With very few exceptions, war for Faulkner is an occasion for gesture, a decisive event that—in the fighting of it, in the telling and the fullest understanding of it—demands something other than concrete involvement: a figurative rather than a literal action, dramatic rather [End Page 619] than strategic effect, the miming of battle. As for territory won or lost, casualties suffered or inflicted, prisoners captured, planes downed—these are not the purpose (although occasionally they are the result) of military action in Faulkner. What counts is the manner of engagement, however irrelevant to the war’s ultimate outcome, which usually turns out to be of small importance. “What the devil were you folks fighting about, anyhow,” asks Old Bayard of a Civil War veteran in Flags in the Dust, and Will Falls answers, “damned ef I ever did know” (252).

Surrounding Faulkner’s accounts of his own experience in war and the portrayal of it in his fiction is a curious, in some ways unique, gathering of literary, regional, and biographical contexts: late nineteenth-century literary movements in France and Great Britain; shifts in the American Southern cultural background, ranging from a paradox in turn-of-the-century Southern manners to the historical and psychological factors that were to contribute to the Southern Renaissance in the 1920s; and, finally, the specific crises of Faulkner’s individual and family history. Together they comprise a series of modernist movements that pervade Faulkner’s fiction, assuming a distinctive resonance in his treatment of the wars that preoccupy him throughout his career. 1

Faulkner’s introduction to literary modernism began under the tutelage of his fellow townsman, Phil Stone, in 1914 and continued more or less for over a dozen years. Unusually well read from the ancients to the modern poets, Stone supplied Faulkner with books and journals containing the work of the writers and theorists who were in the process of creating the modern age: Swinburne, Housman, Yeats, Pound and the Imagists, Eliot and Joyce, Frazer, Croce, Clive Bell.

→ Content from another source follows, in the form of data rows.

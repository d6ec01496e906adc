/*
Copyright 2026  The Hyperlight Authors.

Licensed under the Apache License, Version 2.0 (the "License");
you may not use this file except in compliance with the License.
You may obtain a copy of the License at

    http://www.apache.org/licenses/LICENSE-2.0

Unless required by applicable law or agreed to in writing, software
distributed under the License is distributed on an "AS IS" BASIS,
WITHOUT WARRANTIES OR CONDITIONS OF ANY KIND, either express or implied.
See the License for the specific language governing permissions and
limitations under the License.
*/

#![allow(dead_code)]

use std::num::NonZeroU16;
use std::sync::atomic::{AtomicUsize, Ordering};
use std::sync::{Arc, Mutex};

use vring::device::{
    Device, DeviceError, DeviceId, DeviceStatus, Driver, QueueMemory, QueueSpec, Transport,
    TransportError,
};
use vring::feature::{
    DriverFeatures, FeatureTable, VIRTIO_F_INDIRECT_DESC, VIRTIO_F_VERSION_1,
    VIRTIO_RING_F_EVENT_IDX, bit,
};
use vring::virtq::{DeviceRing, HeapMem, IndirectPool, Layout, Notifier, QueueStats};

pub const NET_ID: DeviceId = DeviceId::new(1, 0x1af4);
pub const BLK_ID: DeviceId = DeviceId::new(2, 0x1af4);

/// Device specific feature bits used by the test drivers.
pub const F_MAC: u32 = 5;
pub const F_MQ: u32 = 22;

/// Counts doorbell writes of one queue.
#[derive(Debug, Clone, Default)]
pub struct Doorbell(pub Arc<AtomicUsize>);

impl Doorbell {
    pub fn count(&self) -> usize {
        self.0.load(Ordering::SeqCst)
    }
}

impl Notifier for Doorbell {
    fn notify(&self, _stats: QueueStats) {
        self.0.fetch_add(1, Ordering::SeqCst);
    }
}

#[derive(Debug)]
struct FakeQueue {
    layout: Layout,
    mem: Arc<HeapMem>,
    doorbell: Doorbell,
}

/// An in-memory transport. Ring memory is allocated from the heap and kept
/// so a test can attach the device half of each queue.
#[derive(Debug)]
pub struct FakeTransport {
    pub id: DeviceId,
    pub offered: u64,
    pub accepted: Option<u64>,
    /// Clear FEATURES_OK when the driver sets it.
    pub reject_features: bool,
    pub max_size: u16,
    pub num_queues: u16,
    /// Indirect tables allocated per queue; 0 for none.
    pub indirect_tables: usize,
    pub resets: usize,
    status: DeviceStatus,
    queues: Vec<Option<FakeQueue>>,
}

impl FakeTransport {
    pub const TABLE_LEN: u16 = 16;

    pub fn new(id: DeviceId, offered: u64) -> Self {
        Self {
            id,
            offered,
            accepted: None,
            reject_features: false,
            max_size: 16,
            num_queues: 2,
            indirect_tables: 0,
            resets: 0,
            status: DeviceStatus::empty(),
            queues: Vec::new(),
        }
    }

    /// A modern device offering event index and indirect descriptors.
    pub fn modern(id: DeviceId) -> Self {
        Self::new(
            id,
            bit(VIRTIO_F_VERSION_1) | bit(VIRTIO_RING_F_EVENT_IDX) | bit(VIRTIO_F_INDIRECT_DESC),
        )
    }

    pub fn with_indirect_tables(mut self, tables: usize) -> Self {
        self.indirect_tables = tables;
        self
    }

    pub fn num_live_queues(&self) -> usize {
        self.queues.iter().flatten().count()
    }

    /// Attach the device half of queue `index`.
    pub fn device_ring(&self, index: u16) -> DeviceRing<Arc<HeapMem>> {
        let queue = self.queues[index as usize].as_ref().unwrap();
        let event_idx = self
            .accepted
            .is_some_and(|features| features & bit(VIRTIO_RING_F_EVENT_IDX) != 0);
        DeviceRing::new(queue.layout, queue.mem.clone(), event_idx).unwrap()
    }

    pub fn doorbell(&self, index: u16) -> Doorbell {
        self.queues[index as usize].as_ref().unwrap().doorbell.clone()
    }
}

impl Transport for FakeTransport {
    type Mem = Arc<HeapMem>;
    type Notifier = Doorbell;

    fn device_id(&self) -> DeviceId {
        self.id
    }

    fn device_features(&self) -> u64 {
        self.offered
    }

    fn finalize_features(&mut self, features: u64) -> Result<(), TransportError> {
        self.accepted = Some(features);
        Ok(())
    }

    fn status(&self) -> DeviceStatus {
        self.status
    }

    fn set_status(&mut self, status: DeviceStatus) {
        self.status = status;
        if self.reject_features {
            self.status.remove(DeviceStatus::FEATURES_OK);
        }
    }

    fn reset(&mut self) {
        self.resets += 1;
        self.status = DeviceStatus::empty();
        self.accepted = None;
        self.queues.clear();
    }

    fn max_queue_size(&self, index: u16) -> u16 {
        if index < self.num_queues { self.max_size } else { 0 }
    }

    fn setup_queue(
        &mut self,
        index: u16,
        size: u16,
    ) -> Result<QueueMemory<Self::Mem>, TransportError> {
        let queue_size =
            NonZeroU16::new(size).ok_or(TransportError::QueueSize { index, size })?;
        let ring_len = Layout::query_size(size as usize).next_multiple_of(Layout::DESC_ALIGN);
        let pool_len = IndirectPool::query_size(self.indirect_tables, Self::TABLE_LEN);

        let mem = Arc::new(HeapMem::new(ring_len + pool_len)?);
        let layout = Layout::from_base(mem.base_addr(), queue_size)?;
        let indirect = if self.indirect_tables > 0 {
            Some(IndirectPool::new(
                mem.base_addr() + ring_len as u64,
                pool_len,
                Self::TABLE_LEN,
            )?)
        } else {
            None
        };

        if self.queues.len() <= index as usize {
            self.queues.resize_with(index as usize + 1, || None);
        }
        self.queues[index as usize] = Some(FakeQueue {
            layout,
            mem: mem.clone(),
            doorbell: Doorbell::default(),
        });

        Ok(QueueMemory {
            layout,
            mem,
            indirect,
        })
    }

    fn notifier(&self, index: u16) -> Self::Notifier {
        self.queues
            .get(index as usize)
            .and_then(Option::as_ref)
            .map(|queue| queue.doorbell.clone())
            .unwrap_or_default()
    }

    fn teardown_queue(&mut self, index: u16) {
        if let Some(queue) = self.queues.get_mut(index as usize) {
            *queue = None;
        }
    }
}

/// Everything a [`TestDriver`] was asked to do, in order.
pub type CallLog = Arc<Mutex<Vec<String>>>;

/// A driver that creates `queues` queues named `q0`, `q1`, ... on probe.
pub struct TestDriver {
    pub name: &'static str,
    pub ids: Vec<DeviceId>,
    pub features: DriverFeatures,
    pub queues: u16,
    pub fail_probe: bool,
    pub calls: CallLog,
    pub config_changes: Arc<AtomicUsize>,
}

impl TestDriver {
    pub fn new(name: &'static str, id: DeviceId) -> Self {
        Self {
            name,
            ids: vec![id],
            features: DriverFeatures::new(
                FeatureTable::new(&[F_MAC, F_MQ, VIRTIO_F_INDIRECT_DESC, VIRTIO_RING_F_EVENT_IDX])
                    .unwrap(),
            ),
            queues: 2,
            fail_probe: false,
            calls: CallLog::default(),
            config_changes: Arc::default(),
        }
    }

    pub fn requiring(mut self, required: &[u32]) -> Self {
        self.features = self.features.with_required(required).unwrap();
        self
    }

    pub fn failing(mut self) -> Self {
        self.fail_probe = true;
        self
    }

    pub fn calls(&self) -> Vec<String> {
        self.calls.lock().unwrap().clone()
    }

    fn record(&self, call: &str) {
        self.calls.lock().unwrap().push(call.to_string());
    }
}

impl Driver<FakeTransport, u32> for TestDriver {
    fn name(&self) -> &str {
        self.name
    }

    fn id_table(&self) -> &[DeviceId] {
        &self.ids
    }

    fn features(&self) -> &DriverFeatures {
        &self.features
    }

    fn probe(&self, dev: &mut Device<FakeTransport, u32>) -> Result<(), DeviceError> {
        self.record("probe");
        let specs = (0..self.queues)
            .map(|i| QueueSpec::new(format!("q{i}")))
            .collect();
        dev.find_vqs(specs)?;

        if self.fail_probe {
            return Err(DeviceError::Driver {
                driver: self.name.to_string(),
                reason: "probe refused".to_string(),
            });
        }
        Ok(())
    }

    fn remove(&self, _dev: &mut Device<FakeTransport, u32>) {
        self.record("remove");
    }

    fn scan(&self, _dev: &mut Device<FakeTransport, u32>) {
        self.record("scan");
    }

    fn config_changed(&self, _dev: &Device<FakeTransport, u32>) {
        self.config_changes.fetch_add(1, Ordering::SeqCst);
    }

    fn freeze(&self, _dev: &mut Device<FakeTransport, u32>) -> Result<(), DeviceError> {
        self.record("freeze");
        Ok(())
    }

    fn restore(&self, dev: &mut Device<FakeTransport, u32>) -> Result<(), DeviceError> {
        self.record("restore");
        self.probe(dev)
    }
}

Of particular importance to Faulkner as a poet—originally his preferred literary mode—were the French Symbolists, whom, like many of his British and American contemporaries, he probably first encountered in Arthur Symons’s The Symbolist Movement in Literature, the 1919 edition of which also contained a large selection of poetry in English translation. 2 Here he could read not only the poems he would himself translate as some of his earliest published work, but also Symons’s summary and interpretation of the theories lying behind French symbolism. Faulkner seems to have been particularly impressed by Symons’s discussion of Mallarmé, which emphasized his commitment to the suggestiveness of allusion rather than to the detailed, realistic account of scene or situation: [End Page 620]

To evoke, by some elaborate, instantaneous magic of language, without the formality of an after all impossible description. . . . Remember his principle: that to name is to destroy, to suggest is to create. Note, further, that he condemns the inclusion in verse of anything but, “for example, the horror of the forest, or the silent thunder afloat in the leaves; not the intrinsic, dense wood of the trees.”